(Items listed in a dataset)

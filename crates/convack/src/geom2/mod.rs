//! Exact 2D geometry for convex polygons.
//!
//! Purpose
//! - Provide `ConvexPolygon` (CCW vertex loop plus the accumulated
//!   `Transformation`) and the predicates the packer needs: hull construction,
//!   signed area, strict containment and interior collision.
//!
//! Conventions
//! - Predicates are exact sign tests on `is_left`; no epsilons. Touching
//!   boundaries never count as containment or collision.
//! - Degenerate polygons (0, 1 or 2 vertices) are valid values with zero area.
//!
//! Code cross-refs: `hull::{gift_wrapping, merge}`, `collide::separating_axis_exists`

mod collide;
mod hull;
mod point;
mod polygon;
mod transformation;

pub use collide::separating_axis_exists;
pub use point::{is_left, lex_lt, Point2};
pub use polygon::ConvexPolygon;
pub use transformation::Transformation;

#[cfg(test)]
mod tests;
//! Convex polygon packing.
//!
//! Purpose
//! - Pack a set of convex polygons tightly around the origin. Every polygon is
//!   moved in place by a rigid transformation (rotation + translation) that is
//!   recorded alongside its vertices.
//!
//! Layout
//! - `geom2`: points, affine transformations, and the `ConvexPolygon` engine
//!   (hulls, area, containment, collision).
//! - `beam`: packing search over insertion orders, scored by wasted hull area.
//! - `scene`: the façade that owns the packing configuration.

pub mod beam;
pub mod error;
pub mod geom2;
pub mod scene;

pub use error::{Error, Result};
pub use geom2::{ConvexPolygon, Point2, Transformation};
pub use scene::{PackCfg, Scene};

/// Library version string.
pub const VERSION: &str = env!("CARGO_PKG_VERSION");

/// Common exports for quick imports in callers.
pub mod prelude {
    pub use crate::beam::{BeamSearch, CandidateId, CandidateTree, PackingCandidate, Placement};
    pub use crate::geom2::{is_left, ConvexPolygon, Point2, Transformation};
    pub use crate::scene::{PackCfg, Scene};
    pub use nalgebra::{Matrix2 as Mat2, Vector2 as Vec2};
}
//! Point type and the orientation predicate every algorithm builds on.

use nalgebra::Vector2;

/// A 2D coordinate. Equality is exact: it identifies input vertices, not
/// numerically close results.
pub type Point2 = nalgebra::Point2<f64>;

/// Tests on which side of the line through `a` and `b` the `query` lies.
///
/// Positive if `query` is left of `a→b`, negative if right, zero if colinear
/// (or if `a == b`).
#[inline]
pub fn is_left(a: &Point2, b: &Point2, query: &Point2) -> f64 {
    (b - a).perp(&(query - a))
}

/// Lexicographic `(x, y)` order: smaller x first, ties by smaller y.
#[inline]
pub fn lex_lt(a: &Point2, b: &Point2) -> bool {
    a.x < b.x || (a.x == b.x && a.y < b.y)
}

/// Squared distance; exact for the tie-breaks between colinear candidates.
#[inline]
pub(crate) fn dist2(a: &Point2, b: &Point2) -> f64 {
    let d: Vector2<f64> = b - a;
    d.norm_squared()
}

/// Whether `a` is a strictly better next hull vertex than `b`, seen from `last`.
///
/// Better means further clockwise; on a colinear tie the one further from
/// `last` wins, which skips interior colinear points and duplicates.
#[inline]
pub(crate) fn more_clockwise(last: &Point2, a: &Point2, b: &Point2) -> bool {
    let side = is_left(last, b, a);
    side < 0.0 || (side == 0.0 && dist2(last, a) > dist2(last, b))
}

/// Twice the signed shoelace area of a closed loop; zero below three points.
pub(crate) fn twice_area(points: &[Point2]) -> f64 {
    let n = points.len();
    if n < 3 {
        return 0.0;
    }
    (0..n)
        .map(|i| {
            let (prev, cur) = (&points[(i + n - 1) % n], &points[i]);
            prev.x * cur.y - prev.y * cur.x
        })
        .sum()
}

/// Indices `i` whose edge `i → i + 1` has positive length. Repeated vertices
/// leave zero-length edges that carry no direction.
pub(crate) fn proper_edges(points: &[Point2]) -> impl Iterator<Item = usize> + '_ {
    let n = points.len();
    (0..n).filter(move |&i| points[i] != points[(i + 1) % n])
}

/// Axis-aligned bounds `(min, max)` of a point list. `None` when empty.
pub(crate) fn bounds(points: &[Point2]) -> Option<(Point2, Point2)> {
    let first = *points.first()?;
    Some(points.iter().fold((first, first), |(lo, hi), p| {
        (
            Point2::new(lo.x.min(p.x), lo.y.min(p.y)),
            Point2::new(hi.x.max(p.x), hi.y.max(p.y)),
        )
    }))
}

_BRIEF:_ Only the lines from the beginning of the entries through the line bearing "alongside its vertices." should be returned, each exactly as written.

_COMPLETED EXERCISE:_
filename crates/convack/src/geom2/mod.rs
//! Exact 2D geometry for convex polygons.
//!
//! Purpose
//! - Provide `ConvexPolygon` (CCW vertex loop plus the accumulated
//!   `Transformation`) and the predicates the packer needs: hull construction,
//!   signed area, strict containment and interior collision.
//!
//! Conventions
//! - Predicates are exact sign tests on `is_left`; no epsilons. Touching
//!   boundaries never count as containment or collision.
//! - Degenerate polygons (0, 1 or 2 vertices) are valid values with zero area.
//!
//! Code cross-refs: `hull::{gift_wrapping, merge}`, `collide::separating_axis_exists`

mod collide;
mod hull;
mod point;
mod polygon;
mod transformation;

pub use collide::separating_axis_exists;
pub use point::{is_left, lex_lt, Point2};
pub use polygon::ConvexPolygon;
pub use transformation::Transformation;

#[cfg(test)]
mod tests;
//! Convex polygon packing.
//!
//! Purpose
//! - Pack a set of convex polygons tightly around the origin. Every polygon is
//!   moved in place by a rigid transformation (rotation + translation) that is
//!   recorded alongside its vertices.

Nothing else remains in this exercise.